• EXERCISE INSTRUCTIONS: Whenever the word "const" appears in a line of the data below, copy that line.

• GIVEN DATA:
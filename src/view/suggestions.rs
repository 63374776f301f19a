//! Autocomplete dropdown rendered under the search input.
//!
//! History rows come first under "Recent searches" with a clock marker,
//! lexicon rows follow under "Suggestions". The part of each row matching
//! the typed query is bold.

use super::sanitize::sanitize;
use super::styles::Palette;
use crate::model::{split_highlight, SuggestionSet};
use ratatui::{
    layout::Rect,
    text::{Line, Span},
    widgets::{Block, Borders, Clear, Paragraph},
    Frame,
};

/// Section label above history rows.
pub const HISTORY_LABEL: &str = "Recent searches";

/// Section label above lexicon rows.
pub const LEXICON_LABEL: &str = "Suggestions";

const HISTORY_MARKER: &str = "◷ ";
const LEXICON_MARKER: &str = "  ";

/// Rendered dropdown content and the item index behind each line.
///
/// `rows[i]` is `Some(item)` when line `i` is a suggestion, `None` for a
/// section label.
#[derive(Debug, Clone, PartialEq)]
pub struct DropdownContent {
    /// Lines inside the border.
    pub lines: Vec<Line<'static>>,
    /// Item index per line.
    pub rows: Vec<Option<usize>>,
}

impl DropdownContent {
    /// Height including the border.
    pub fn height(&self) -> u16 {
        u16::try_from(self.lines.len())
            .unwrap_or(u16::MAX)
            .saturating_add(2)
    }
}

/// Build the dropdown lines for `suggestions`.
pub fn dropdown_content(
    suggestions: &SuggestionSet,
    query: &str,
    cursor: Option<usize>,
    palette: &Palette,
) -> DropdownContent {
    let mut lines = Vec::new();
    let mut rows = Vec::new();

    let sections = [
        (HISTORY_LABEL, HISTORY_MARKER, suggestions.history(), 0),
        (
            LEXICON_LABEL,
            LEXICON_MARKER,
            suggestions.lexicon(),
            suggestions.history().len(),
        ),
    ];

    for (label, marker, texts, offset) in sections {
        if texts.is_empty() {
            continue;
        }
        lines.push(Line::from(Span::styled(label, palette.muted)));
        rows.push(None);

        for (i, text) in texts.iter().enumerate() {
            let index = offset + i;
            let base = if cursor == Some(index) {
                palette.selected
            } else {
                palette.text
            };
            lines.push(suggestion_line(text, query, marker, base, palette));
            rows.push(Some(index));
        }
    }

    DropdownContent { lines, rows }
}

fn suggestion_line(
    text: &str,
    query: &str,
    marker: &'static str,
    base: ratatui::style::Style,
    palette: &Palette,
) -> Line<'static> {
    let clean = sanitize(text);
    let (before, matched, after) = split_highlight(&clean, query);

    Line::from(vec![
        Span::styled(marker, base),
        Span::styled(before.to_string(), base),
        Span::styled(matched.to_string(), base.patch(palette.matched)),
        Span::styled(after.to_string(), base),
    ])
    .style(base)
}

/// Area of the dropdown directly below `input`, clipped to `screen`.
pub fn dropdown_area(input: Rect, content: &DropdownContent, screen: Rect) -> Rect {
    let y = input.y + input.height;
    let available = screen.bottom().saturating_sub(y);
    Rect {
        x: input.x,
        y,
        width: input.width,
        height: content.height().min(available),
    }
}

/// Draw the dropdown over whatever is below the input.
pub fn render_dropdown(frame: &mut Frame, area: Rect, content: &DropdownContent, palette: &Palette) {
    frame.render_widget(Clear, area);
    let paragraph = Paragraph::new(content.lines.clone()).block(
        Block::default()
            .borders(Borders::ALL)
            .border_style(palette.border)
            .style(palette.text),
    );
    frame.render_widget(paragraph, area);
}

/// Item under a click at terminal row `row`, if any.
pub fn item_at_row(area: Rect, content: &DropdownContent, row: u16) -> Option<usize> {
    // Skip the top border.
    let line = row.checked_sub(area.y + 1)?;
    if line + 1 >= area.height {
        return None;
    }
    content.rows.get(usize::from(line)).copied().flatten()
}

#[cfg(test)]
mod tests {
    use super::*;
    use crate::store::ThemePreference;
    use crate::view::styles::ColorConfig;
    use ratatui::style::Modifier;

    fn palette() -> Palette {
        Palette::new(ThemePreference::Light, ColorConfig::new(true))
    }

    fn set() -> SuggestionSet {
        SuggestionSet::new(
            vec!["Covid vaccine".to_string()],
            vec!["covid".to_string(), "coverage".to_string()],
        )
    }

    fn line_text(line: &Line) -> String {
        line.spans.iter().map(|s| s.content.as_ref()).collect()
    }

    #[test]
    fn sections_are_labelled_history_first() {
        let content = dropdown_content(&set(), "cov", None, &palette());

        let texts: Vec<String> = content.lines.iter().map(line_text).collect();
        assert_eq!(
            texts,
            vec![
                "Recent searches",
                "◷ Covid vaccine",
                "Suggestions",
                "  covid",
                "  coverage",
            ]
        );
        assert_eq!(content.rows, vec![None, Some(0), None, Some(1), Some(2)]);
        assert_eq!(content.height(), 7);
    }

    #[test]
    fn empty_history_omits_its_label() {
        let set = SuggestionSet::new(vec![], vec!["covid".to_string()]);
        let content = dropdown_content(&set, "cov", None, &palette());

        assert_eq!(line_text(&content.lines[0]), LEXICON_LABEL);
        assert_eq!(content.rows, vec![None, Some(0)]);
    }

    #[test]
    fn matched_part_is_bold() {
        let content = dropdown_content(&set(), "VAC", None, &palette());

        let spans = &content.lines[1].spans;
        assert_eq!(spans[2].content, "vac");
        assert!(spans[2].style.add_modifier.contains(Modifier::BOLD));
        assert!(!spans[1].style.add_modifier.contains(Modifier::BOLD));
    }

    #[test]
    fn highlighted_row_uses_selected_style() {
        let palette = palette();
        let content = dropdown_content(&set(), "cov", Some(1), &palette);

        assert_eq!(content.lines[3].style, palette.selected);
        assert_eq!(content.lines[4].style, palette.text);
    }

    #[test]
    fn click_rows_map_to_items() {
        let content = dropdown_content(&set(), "cov", None, &palette());
        let area = Rect::new(0, 4, 40, content.height());

        assert_eq!(item_at_row(area, &content, 4), None, "top border");
        assert_eq!(item_at_row(area, &content, 5), None, "label");
        assert_eq!(item_at_row(area, &content, 6), Some(0));
        assert_eq!(item_at_row(area, &content, 9), Some(2));
        assert_eq!(item_at_row(area, &content, 10), None, "bottom border");
    }

    #[test]
    fn dropdown_is_clipped_to_screen() {
        let content = dropdown_content(&set(), "cov", None, &palette());
        let area = dropdown_area(Rect::new(0, 1, 40, 3), &content, Rect::new(0, 0, 40, 8));

        assert_eq!(area.y, 4);
        assert_eq!(area.height, 4);
    }
}
//! Search input widget for rendering the query line.

use super::styles::Palette;
use crate::state::InputLine;
use ratatui::{
    buffer::Buffer,
    layout::Rect,
    style::Modifier,
    text::{Line, Span},
    widgets::{Block, Borders, Paragraph, Widget},
};

/// Placeholder shown while the input is empty.
pub const PLACEHOLDER: &str = "Search documents...";

/// Search input widget.
/// Renders the editable query with a block cursor.
pub struct SearchInput<'a> {
    input: &'a InputLine,
    palette: &'a Palette,
    loading: bool,
}

impl<'a> SearchInput<'a> {
    /// Create new SearchInput widget.
    pub fn new(input: &'a InputLine, palette: &'a Palette) -> Self {
        Self {
            input,
            palette,
            loading: false,
        }
    }

    /// Mark a search as in flight; the title changes to say so.
    pub fn loading(mut self, loading: bool) -> Self {
        self.loading = loading;
        self
    }

    fn line(&self) -> Line<'static> {
        let text = self.input.text();
        let cursor = self.input.cursor();

        let before: String = text.chars().take(cursor).collect();
        let mut after = text.chars().skip(cursor);
        let cursor_char = after.next().map(String::from).unwrap_or_else(|| " ".to_string());
        let rest: String = after.collect();

        let cursor_style = self.palette.selected.add_modifier(Modifier::BOLD);

        if text.is_empty() {
            return Line::from(vec![
                Span::styled(cursor_char, cursor_style),
                Span::styled(PLACEHOLDER, self.palette.muted),
            ]);
        }

        Line::from(vec![
            Span::styled(before, self.palette.text),
            Span::styled(cursor_char, cursor_style),
            Span::styled(rest, self.palette.text),
        ])
    }
}

impl Widget for SearchInput<'_> {
    fn render(self, area: Rect, buf: &mut Buffer) {
        let title = if self.loading {
            " Search (loading) "
        } else {
            " Search "
        };

        let paragraph = Paragraph::new(self.line()).block(
            Block::default()
                .borders(Borders::ALL)
                .title(title)
                .border_style(self.palette.border)
                .style(self.palette.text),
        );

        paragraph.render(area, buf);
    }
}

• SOLUTION FOR THIS PROBLEM:
pub const HISTORY_LABEL: &str = "Recent searches";
pub const LEXICON_LABEL: &str = "Suggestions";
const HISTORY_MARKER: &str = "◷ ";
const LEXICON_MARKER: &str = "  ";
pub const PLACEHOLDER: &str = "Search documents...";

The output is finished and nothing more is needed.